Tanto el proyecto de ley de la Cámara como el del Senado también ofrecen subvenciones para que aquellos con sueldos modestos puedan contratar una sanidad más asequible. Muchos de los jóvenes se acogerán. Muchos no. Compensar el coste total para los jóvenes a través de subsidios hace la reforma sanitaria fiscalmente insostenible, obligando a imponer impuestos nuevos a los demás grupos.
Hay argumentos a favor de promulgar la contratación de seguros más caros por parte de los jóvenes. Ello dejaría, como ventaja, menos dinero disponible para pagar anillos en la nariz y tatuajes. Y tal vez la titularidad de un seguro médico, en un mundo ideal, deba ser una expectativa social como la titularidad de un seguro para el coche.
Sin embargo, esta carga sobre los jóvenes se añade a otras. El elemento más reconocible del New Deal» -la Seguridad Social- ha consistido en una gran transferencia de recursos de los jóvenes a los mayores. Lo mismo ocurre con el programa Medicare sacado del Great Society, que ha canalizado un gasto máximo a la sanidad de los ancianos. Las dos terceras partes del gasto de Medicaid se destinan a la atención primaria a domicilio. En 1965 había cuatro trabajadores sufragando las prestaciones de cada jubilado.
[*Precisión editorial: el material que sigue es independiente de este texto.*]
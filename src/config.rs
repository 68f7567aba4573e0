//! Pipeline configuration
//!
//! All stages take their configuration explicitly at construction so tests
//! can redirect paths and tighten or loosen the selection gate. Nothing in
//! the pipeline reads global state.

use serde::{Deserialize, Serialize};
use std::path::{Path, PathBuf};

/// Fixed artifact layout under a single output directory.
///
/// The relative file names are part of the pipeline's external interface
/// and must stay stable across runs.
#[derive(Debug, Clone, Serialize, Deserialize)]
pub struct ArtifactLayout {
    dir: PathBuf,
}

impl ArtifactLayout {
    pub fn new(dir: impl Into<PathBuf>) -> Self {
        Self { dir: dir.into() }
    }

    pub fn dir(&self) -> &Path {
        &self.dir
    }

    /// Verbatim copy of the source dataset.
    pub fn raw_data(&self) -> PathBuf {
        self.dir.join("data.csv")
    }

    pub fn train_data(&self) -> PathBuf {
        self.dir.join("train.csv")
    }

    pub fn test_data(&self) -> PathBuf {
        self.dir.join("test.csv")
    }

    /// Fitted preprocessor artifact.
    pub fn preprocessor(&self) -> PathBuf {
        self.dir.join("preprocessor.json")
    }

    /// Fitted best-model artifact.
    pub fn model(&self) -> PathBuf {
        self.dir.join("model.json")
    }
}

impl Default for ArtifactLayout {
    fn default() -> Self {
        Self::new("artifacts")
    }
}

/// Configuration for dataset ingestion and the train/test split.
#[derive(Debug, Clone, Serialize, Deserialize)]
pub struct IngestionConfig {
    /// Path of the source CSV.
    pub source_path: PathBuf,
    /// Fraction of rows held out as the test split.
    pub test_fraction: f64,
    /// Seed for the shuffled split.
    pub seed: u64,
}

impl Default for IngestionConfig {
    fn default() -> Self {
        Self {
            source_path: PathBuf::from("data/stud.csv"),
            test_fraction: 0.2,
            seed: 42,
        }
    }
}

/// The fixed feature schema of the student performance dataset.
///
/// The preprocessor is fit against exactly these columns; any table passed
/// to `fit` or `transform` must contain all of them.
#[derive(Debug, Clone, Serialize, Deserialize)]
pub struct SchemaConfig {
    pub numeric_columns: Vec<String>,
    pub categorical_columns: Vec<String>,
    pub target_column: String,
}

impl SchemaConfig {
    /// All feature columns, numeric first, in declared order.
    pub fn feature_columns(&self) -> impl Iterator<Item = &String> {
        self.numeric_columns
            .iter()
            .chain(self.categorical_columns.iter())
    }
}

impl Default for SchemaConfig {
    fn default() -> Self {
        Self {
            numeric_columns: vec!["writing_score".to_string(), "reading_score".to_string()],
            categorical_columns: vec![
                "gender".to_string(),
                "race_ethnicity".to_string(),
                "parental_level_of_education".to_string(),
                "lunch".to_string(),
                "test_preparation_course".to_string(),
            ],
            target_column: "math_score".to_string(),
        }
    }
}

/// Configuration for model selection.
#[derive(Debug, Clone, Serialize, Deserialize)]
pub struct SelectionConfig {
    /// Number of cross-validation folds for the hyperparameter search.
    pub cv_folds: usize,
    /// Minimum acceptable test R²; selection fails below this.
    pub score_floor: f64,
    /// Seed for fold shuffling.
    pub seed: u64,
}

impl Default for SelectionConfig {
    fn default() -> Self {
        Self {
            cv_folds: 3,
            score_floor: 0.6,
            seed: 42,
        }
    }
}

/// Top-level configuration for a training run.
#[derive(Debug, Clone, Default, Serialize, Deserialize)]
pub struct PipelineConfig {
    pub ingestion: IngestionConfig,
    pub schema: SchemaConfig,
    pub selection: SelectionConfig,
    pub layout: ArtifactLayout,
}
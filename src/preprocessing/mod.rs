//! Feature preprocessing
//!
//! Fixed transform for the student performance schema: numeric columns are
//! median-imputed and standard-scaled; categorical columns are mode-imputed,
//! one-hot encoded with a stable column ordering, and scaled by standard
//! deviation only. Fit once on training data, then applied unchanged to
//! test and inference tables.

mod encoder;
mod imputer;
mod pipeline;
mod scaler;

pub use encoder::OneHotEncoder;
pub use imputer::{CategoricalImputer, NumericImputer};
pub use pipeline::Preprocessor;
pub use scaler::StandardScaler;
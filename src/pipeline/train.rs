//! Training pipeline: ingestion, preprocessing, model selection, and
//! artifact persistence in one pass.

use crate::artifact;
use crate::config::PipelineConfig;
use crate::error::Result;
use crate::ingestion::DataIngestion;
use crate::model::selection::{select_model, ModelScore};
use crate::model::{default_candidates, Candidate};
use crate::preprocessing::Preprocessor;
use serde::{Deserialize, Serialize};
use tracing::info;

/// Summary of a completed training run.
#[derive(Debug, Clone, Serialize, Deserialize)]
pub struct TrainReport {
    pub best_name: String,
    pub best_score: f64,
    pub scores: Vec<ModelScore>,
}

/// Orchestrates the full training flow and writes every artifact under the
/// configured layout.
pub struct TrainPipeline {
    config: PipelineConfig,
    candidates: Option<Vec<Candidate>>,
}

impl TrainPipeline {
    pub fn new(config: PipelineConfig) -> Self {
        Self {
            config,
            candidates: None,
        }
    }

    /// Replace the default candidate roster.
    pub fn with_candidates(mut self, candidates: Vec<Candidate>) -> Self {
        self.candidates = Some(candidates);
        self
    }

    /// Run the whole pipeline. The preprocessor artifact is written as soon
    /// as it is fitted; the model artifact only lands once a candidate
    /// clears the score floor.
    pub fn run(self) -> Result<TrainReport> {
        let ingestion = DataIngestion::new(
            self.config.ingestion.clone(),
            self.config.layout.clone(),
        );
        let (train_df, test_df) = ingestion.run()?;

        let mut preprocessor = Preprocessor::new(self.config.schema.clone());
        let x_train = preprocessor.fit_transform(&train_df)?;
        let x_test = preprocessor.transform(&test_df)?;
        let y_train = preprocessor.target_vector(&train_df)?;
        let y_test = preprocessor.target_vector(&test_df)?;

        let preprocessor_path = self.config.layout.preprocessor();
        artifact::save(&preprocessor, &preprocessor_path)?;
        info!(path = %preprocessor_path.display(), "saved preprocessor");

        let candidates = self.candidates.unwrap_or_else(default_candidates);
        let selection = select_model(
            &x_train,
            &y_train,
            &x_test,
            &y_test,
            candidates,
            &self.config.selection,
        )?;

        let model_path = self.config.layout.model();
        artifact::save(&selection.model, &model_path)?;
        info!(
            path = %model_path.display(),
            model = %selection.best_name,
            score = selection.best_score,
            "saved model"
        );

        Ok(TrainReport {
            best_name: selection.best_name,
            best_score: selection.best_score,
            scores: selection.report,
        })
    }
}
//! Random forest regressor

use crate::error::{Result, ScorecastError};
use crate::model::decision_tree::DecisionTreeRegressor;
use crate::model::grid::ParamSet;
use crate::model::linear::{positive_int, reject_unknown_params};
use ndarray::{Array1, Array2, Axis};
use rand::Rng;
use rand::SeedableRng;
use rand_chacha::ChaCha8Rng;
use rayon::prelude::*;
use serde::{Deserialize, Serialize};

/// Bagged ensemble of regression trees; predictions are the tree mean.
#[derive(Debug, Clone, Serialize, Deserialize)]
pub struct RandomForestRegressor {
    pub n_estimators: usize,
    pub max_depth: Option<usize>,
    pub min_samples_leaf: usize,
    pub seed: u64,
    trees: Vec<DecisionTreeRegressor>,
}

impl Default for RandomForestRegressor {
    fn default() -> Self {
        Self {
            n_estimators: 100,
            max_depth: None,
            min_samples_leaf: 1,
            seed: 42,
            trees: Vec::new(),
        }
    }
}

impl RandomForestRegressor {
    pub fn new(n_estimators: usize) -> Self {
        Self {
            n_estimators,
            ..Self::default()
        }
    }

    pub fn with_max_depth(mut self, depth: usize) -> Self {
        self.max_depth = Some(depth);
        self
    }

    pub fn with_seed(mut self, seed: u64) -> Self {
        self.seed = seed;
        self
    }

    pub fn apply_params(&mut self, params: &ParamSet) -> Result<()> {
        reject_unknown_params(
            "random_forest",
            params,
            &["n_estimators", "max_depth", "min_samples_leaf"],
        )?;
        if let Some(value) = params.get("n_estimators") {
            self.n_estimators = positive_int("n_estimators", value)?;
        }
        if let Some(value) = params.get("max_depth") {
            self.max_depth = Some(positive_int("max_depth", value)?);
        }
        if let Some(value) = params.get("min_samples_leaf") {
            self.min_samples_leaf = positive_int("min_samples_leaf", value)?;
        }
        Ok(())
    }

    /// Fit `n_estimators` trees on bootstrap resamples, in parallel. Each
    /// tree draws from its own seeded stream so refits are reproducible.
    pub fn fit(&mut self, x: &Array2<f64>, y: &Array1<f64>) -> Result<()> {
        if x.nrows() != y.len() {
            return Err(ScorecastError::ShapeError {
                expected: format!("y length = {}", x.nrows()),
                actual: format!("y length = {}", y.len()),
            });
        }
        let n = x.nrows();
        if n == 0 {
            return Err(ScorecastError::TrainingError(
                "cannot fit a forest on an empty matrix".to_string(),
            ));
        }

        let base_seed = self.seed;
        let max_depth = self.max_depth;
        let min_samples_leaf = self.min_samples_leaf;

        self.trees = (0..self.n_estimators)
            .into_par_iter()
            .map(|tree_idx| {
                let mut rng = ChaCha8Rng::seed_from_u64(base_seed.wrapping_add(tree_idx as u64));
                let sample: Vec<usize> = (0..n).map(|_| rng.gen_range(0..n)).collect();

                let x_boot = x.select(Axis(0), &sample);
                let y_boot = Array1::from_iter(sample.iter().map(|&i| y[i]));

                let mut tree = DecisionTreeRegressor::new().with_min_samples_leaf(min_samples_leaf);
                tree.max_depth = max_depth;
                tree.fit(&x_boot, &y_boot)?;
                Ok(tree)
            })
            .collect::<Result<Vec<_>>>()?;

        Ok(())
    }

    pub fn predict(&self, x: &Array2<f64>) -> Result<Array1<f64>> {
        if self.trees.is_empty() {
            return Err(ScorecastError::NotFitted);
        }

        let mut total: Array1<f64> = Array1::zeros(x.nrows());
        for tree in &self.trees {
            total = total + tree.predict(x)?;
        }
        Ok(total / self.trees.len() as f64)
    }
}
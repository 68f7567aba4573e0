//! K-fold cross-validation splits

use crate::error::{Result, ScorecastError};
use rand::seq::SliceRandom;
use rand::SeedableRng;
use rand_chacha::ChaCha8Rng;

/// A single train/validation split.
#[derive(Debug, Clone)]
pub struct FoldSplit {
    pub train_indices: Vec<usize>,
    pub validation_indices: Vec<usize>,
}

/// K-fold splitter with optional seeded shuffling.
#[derive(Debug, Clone)]
pub struct KFold {
    n_splits: usize,
    shuffle: bool,
    seed: Option<u64>,
}

impl KFold {
    pub fn new(n_splits: usize) -> Self {
        Self {
            n_splits,
            shuffle: false,
            seed: None,
        }
    }

    pub fn with_shuffle(mut self, seed: u64) -> Self {
        self.shuffle = true;
        self.seed = Some(seed);
        self
    }

    /// Generate the folds over `n_samples` indices. Fold sizes differ by at
    /// most one; every index lands in exactly one validation set.
    pub fn split(&self, n_samples: usize) -> Result<Vec<FoldSplit>> {
        if self.n_splits < 2 {
            return Err(ScorecastError::TrainingError(
                "n_splits must be at least 2".to_string(),
            ));
        }
        if n_samples < self.n_splits {
            return Err(ScorecastError::TrainingError(format!(
                "n_samples ({}) must be >= n_splits ({})",
                n_samples, self.n_splits
            )));
        }

        let mut indices: Vec<usize> = (0..n_samples).collect();
        if self.shuffle {
            let mut rng = match self.seed {
                Some(seed) => ChaCha8Rng::seed_from_u64(seed),
                None => ChaCha8Rng::from_entropy(),
            };
            indices.shuffle(&mut rng);
        }

        let base = n_samples / self.n_splits;
        let remainder = n_samples % self.n_splits;

        let mut splits = Vec::with_capacity(self.n_splits);
        let mut current = 0;
        for fold in 0..self.n_splits {
            let fold_size = if fold < remainder { base + 1 } else { base };
            let validation_indices = indices[current..current + fold_size].to_vec();
            let train_indices: Vec<usize> = indices[..current]
                .iter()
                .chain(indices[current + fold_size..].iter())
                .copied()
                .collect();

            splits.push(FoldSplit {
                train_indices,
                validation_indices,
            });
            current += fold_size;
        }

        Ok(splits)
    }
}
//! Command-line interface for training and scoring.

use clap::{Parser, Subcommand};
use std::path::PathBuf;
use std::time::Instant;

use crate::config::{ArtifactLayout, PipelineConfig};
use crate::pipeline::{PredictPipeline, StudentRecord, TrainPipeline};

#[derive(Parser)]
#[command(name = "scorecast", version, about = "Student performance regression pipeline")]
pub struct Cli {
    #[command(subcommand)]
    pub command: Commands,
}

#[derive(Subcommand)]
pub enum Commands {
    /// Ingest a CSV, select the best regressor, and persist artifacts
    Train {
        /// Source CSV with the student performance schema
        #[arg(short, long, default_value = "data/stud.csv")]
        data: PathBuf,
        /// Directory for split data and fitted artifacts
        #[arg(short, long, default_value = "artifacts")]
        artifacts: PathBuf,
        /// Minimum test R² a model must reach to be accepted
        #[arg(long, default_value_t = 0.6)]
        score_floor: f64,
    },
    /// Score a single student record against saved artifacts
    Predict {
        #[arg(long, default_value = "artifacts")]
        artifacts: PathBuf,
        #[arg(long)]
        gender: String,
        #[arg(long)]
        race_ethnicity: String,
        #[arg(long)]
        parental_level_of_education: String,
        #[arg(long)]
        lunch: String,
        #[arg(long)]
        test_preparation_course: String,
        #[arg(long)]
        reading_score: i64,
        #[arg(long)]
        writing_score: i64,
    },
}

pub fn cmd_train(data: &PathBuf, artifacts: &PathBuf, score_floor: f64) -> anyhow::Result<()> {
    let started = Instant::now();

    let mut config = PipelineConfig::default();
    config.ingestion.source_path = data.clone();
    config.selection.score_floor = score_floor;
    config.layout = ArtifactLayout::new(artifacts);

    let report = TrainPipeline::new(config).run()?;

    println!("Model scores (held-out R²):");
    for score in &report.scores {
        println!(
            "  {:<20} test {:>7.4}  train {:>7.4}",
            score.name, score.test_r2, score.train_r2
        );
    }
    println!(
        "Selected {} with R² {:.4} in {:.2?}",
        report.best_name,
        report.best_score,
        started.elapsed()
    );
    Ok(())
}

#[allow(clippy::too_many_arguments)]
pub fn cmd_predict(
    artifacts: &PathBuf,
    gender: String,
    race_ethnicity: String,
    parental_level_of_education: String,
    lunch: String,
    test_preparation_course: String,
    reading_score: i64,
    writing_score: i64,
) -> anyhow::Result<()> {
    let layout = ArtifactLayout::new(artifacts);
    let pipeline = PredictPipeline::load(&layout)?;

    let record = StudentRecord {
        gender,
        race_ethnicity,
        parental_level_of_education,
        lunch,
        test_preparation_course,
        reading_score,
        writing_score,
    };

    let prediction = pipeline.predict(&record)?;
    println!(
        "Predicted math score: {:.2} ({})",
        prediction,
        pipeline.model_name()
    );
    Ok(())
}
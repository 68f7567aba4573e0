//! Model selection: grid search with cross-validation over a candidate
//! roster, scored on a held-out test set.

use crate::config::SelectionConfig;
use crate::error::{Result, ScorecastError};
use crate::metrics::r2_score;
use crate::model::grid::ParamSet;
use crate::model::{Candidate, KFold, RegressorKind};
use ndarray::{Array1, Array2, Axis};
use serde::{Deserialize, Serialize};
use tracing::{debug, info};

/// Per-candidate scores, kept in evaluation order.
#[derive(Debug, Clone, Serialize, Deserialize)]
pub struct ModelScore {
    pub name: String,
    pub test_r2: f64,
    pub train_r2: f64,
}

/// Outcome of a selection run: the winning fitted model and the full report.
#[derive(Debug, Clone)]
pub struct Selection {
    pub best_name: String,
    pub best_score: f64,
    pub model: RegressorKind,
    pub report: Vec<ModelScore>,
}

/// Run every candidate through grid search and pick the winner.
///
/// For each candidate the grid is expanded into parameter sets; each set is
/// scored by k-fold cross-validation on the training data and the best set
/// is refit on the full training split. The held-out test score decides the
/// winner. Ties keep the earlier candidate. If even the best score falls
/// below the configured floor, no model is accepted.
pub fn select_model(
    x_train: &Array2<f64>,
    y_train: &Array1<f64>,
    x_test: &Array2<f64>,
    y_test: &Array1<f64>,
    candidates: Vec<Candidate>,
    config: &SelectionConfig,
) -> Result<Selection> {
    if candidates.is_empty() {
        return Err(ScorecastError::TrainingError(
            "candidate roster is empty".to_string(),
        ));
    }

    let mut report = Vec::with_capacity(candidates.len());
    let mut fitted: Vec<RegressorKind> = Vec::with_capacity(candidates.len());

    for candidate in candidates {
        let params = tune_candidate(&candidate, x_train, y_train, config)?;
        debug!(model = %candidate.name, params = %format_params(&params), "grid winner");

        let mut model = candidate.prototype.clone();
        model.apply_params(&params)?;
        model.fit(x_train, y_train)?;

        let train_r2 = r2_score(y_train, &model.predict(x_train)?);
        let test_r2 = r2_score(y_test, &model.predict(x_test)?);
        info!(model = %candidate.name, test_r2, train_r2, "candidate evaluated");

        report.push(ModelScore {
            name: candidate.name,
            test_r2,
            train_r2,
        });
        fitted.push(model);
    }

    let mut best_idx = 0;
    for idx in 1..report.len() {
        if report[idx].test_r2 > report[best_idx].test_r2 {
            best_idx = idx;
        }
    }

    let best_score = report[best_idx].test_r2;
    if best_score < config.score_floor {
        return Err(ScorecastError::NoAcceptableModel {
            best_score,
            floor: config.score_floor,
        });
    }

    let best_name = report[best_idx].name.clone();
    info!(model = %best_name, score = best_score, "selected best model");

    Ok(Selection {
        best_name,
        best_score,
        model: fitted.swap_remove(best_idx),
        report,
    })
}

/// Choose the best parameter set for one candidate via cross-validation.
/// A single-set grid has nothing to compare, so it skips the folds.
fn tune_candidate(
    candidate: &Candidate,
    x_train: &Array2<f64>,
    y_train: &Array1<f64>,
    config: &SelectionConfig,
) -> Result<ParamSet> {
    let mut sets = candidate.grid.expand();
    if sets.len() == 1 {
        return Ok(sets.remove(0));
    }

    let kfold = KFold::new(config.cv_folds).with_shuffle(config.seed);
    let folds = kfold.split(x_train.nrows())?;

    let mut best: Option<(f64, ParamSet)> = None;
    for set in sets {
        let mut fold_scores = Vec::with_capacity(folds.len());
        for fold in &folds {
            let x_fit = x_train.select(Axis(0), &fold.train_indices);
            let y_fit = Array1::from_iter(fold.train_indices.iter().map(|&i| y_train[i]));
            let x_val = x_train.select(Axis(0), &fold.validation_indices);
            let y_val = Array1::from_iter(fold.validation_indices.iter().map(|&i| y_train[i]));

            let mut model = candidate.prototype.clone();
            model.apply_params(&set)?;
            model.fit(&x_fit, &y_fit)?;
            fold_scores.push(r2_score(&y_val, &model.predict(&x_val)?));
        }

        let mean = fold_scores.iter().sum::<f64>() / fold_scores.len() as f64;
        debug!(model = %candidate.name, params = %format_params(&set), cv_r2 = mean, "cv fold mean");

        if best.as_ref().is_none_or(|(score, _)| mean > *score) {
            best = Some((mean, set));
        }
    }

    // expand() always yields at least one set, so best is populated
    best.map(|(_, set)| set).ok_or_else(|| {
        ScorecastError::TrainingError(format!("grid for {} produced no parameter sets", candidate.name))
    })
}

fn format_params(params: &ParamSet) -> String {
    if params.is_empty() {
        return "{}".to_string();
    }
    let parts: Vec<String> = params.iter().map(|(k, v)| format!("{k}={v}")).collect();
    parts.join(", ")
}

#[cfg(test)]
mod tests {
    use super::*;
    use crate::model::grid::{floats, ParamGrid};
    use crate::model::{KnnRegressor, LinearRegression, RidgeRegression};
    use ndarray::Array2;

    fn features(row: usize) -> (f64, f64) {
        (row as f64, ((row * 3) % 5) as f64)
    }

    fn target(row: usize) -> f64 {
        let (a, b) = features(row);
        2.0 * a - b + 5.0
    }

    fn linear_data() -> (Array2<f64>, Array1<f64>, Array2<f64>, Array1<f64>) {
        let x_train = Array2::from_shape_fn((24, 2), |(r, c)| {
            let (a, b) = features(r);
            if c == 0 { a } else { b }
        });
        let y_train = Array1::from_iter((0..24).map(target));
        let x_test = Array2::from_shape_fn((8, 2), |(r, c)| {
            let (a, b) = features(r + 24);
            if c == 0 { a } else { b }
        });
        let y_test = Array1::from_iter((24..32).map(target));
        (x_train, y_train, x_test, y_test)
    }

    fn config() -> SelectionConfig {
        SelectionConfig {
            cv_folds: 3,
            score_floor: 0.6,
            seed: 42,
        }
    }

    #[test]
    fn test_selects_well_fitting_model() {
        let (x_train, y_train, x_test, y_test) = linear_data();
        let candidates = vec![
            Candidate::new(
                RegressorKind::Linear(LinearRegression::new()),
                ParamGrid::new(),
            ),
            Candidate::new(
                RegressorKind::Ridge(RidgeRegression::new()),
                ParamGrid::new().with("alpha", floats(&[0.01, 1.0])),
            ),
        ];

        let selection =
            select_model(&x_train, &y_train, &x_test, &y_test, candidates, &config()).unwrap();
        assert!(selection.best_score > 0.99);
        assert_eq!(selection.report.len(), 2);
        assert!(selection
            .report
            .iter()
            .any(|s| s.name == selection.best_name));
    }

    #[test]
    fn test_tie_keeps_first_candidate() {
        let (x_train, y_train, x_test, y_test) = linear_data();
        // Two identical candidates under different names score identically.
        let mut first = Candidate::new(
            RegressorKind::Linear(LinearRegression::new()),
            ParamGrid::new(),
        );
        first.name = "first".to_string();
        let mut second = Candidate::new(
            RegressorKind::Linear(LinearRegression::new()),
            ParamGrid::new(),
        );
        second.name = "second".to_string();

        let selection = select_model(
            &x_train,
            &y_train,
            &x_test,
            &y_test,
            vec![first, second],
            &config(),
        )
        .unwrap();
        assert_eq!(selection.best_name, "first");
    }

    #[test]
    fn test_floor_rejects_weak_roster() {
        let (x_train, y_train, _, _) = linear_data();
        // Constant-ish test target the trained model cannot track.
        let x_test = Array2::from_shape_fn((8, 2), |(r, c)| ((r * 7 + c * 13) % 5) as f64);
        let y_test = Array1::from_iter((0..8).map(|r| if r % 2 == 0 { -500.0 } else { 500.0 }));

        let candidates = vec![Candidate::new(
            RegressorKind::Knn(KnnRegressor::new(3)),
            ParamGrid::new(),
        )];

        let err = select_model(&x_train, &y_train, &x_test, &y_test, candidates, &config())
            .unwrap_err();
        assert!(matches!(err, ScorecastError::NoAcceptableModel { .. }));
    }

    #[test]
    fn test_empty_roster_errors() {
        let (x_train, y_train, x_test, y_test) = linear_data();
        assert!(select_model(&x_train, &y_train, &x_test, &y_test, vec![], &config()).is_err());
    }
}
Dentro de poco sólo quedarán dos.
En nuestra historia, los programas públicos de ayuda a los jóvenes -por ejemplo, el Cuerpo Civil de Conservación o la ley de prestaciones de los veteranos- tienden a ser puntuales y temporales. Las prestaciones de la tercera edad no terminan nunca. Y la reforma sanitaria se suma a la lista.
Los 60 años de transferencia intergeneracional de riqueza de Estados Unidos cuenta con logros morales. En la década de los 60, el 30% de los ancianos vivía en condiciones de pobreza. En el 2008 esa cifra fue inferior al 10 por ciento. Y el trato compasivo de los ancianos sirve a nuestros intereses futuros. El joven envejece, con algo de suerte y paciencia.
Sin embargo, los recursos limitados exigen que los intereses de los jóvenes y los viejos sean equilibrados de alguna forma. Y una sociedad que desplaza constantemente las cargas de los viejos a los jóvenes en algún momento se vuelve egoísta. Estamos orgullosos de sacrificarnos en beneficio de nuestros padres y abuelos. No estamos tan orgullosos de imponer cargas a nuestros hijos y nietos que van a reducir sus oportunidades.
Ésta es la vergüenza ineludible de los déficits presupuestarios abrumadores. Pero se aplica a la atención médica también. Una nación que ve a los jóvenes como porteadores que llevan toda la carga en lugar de como beneficio se ha quedado anticuada.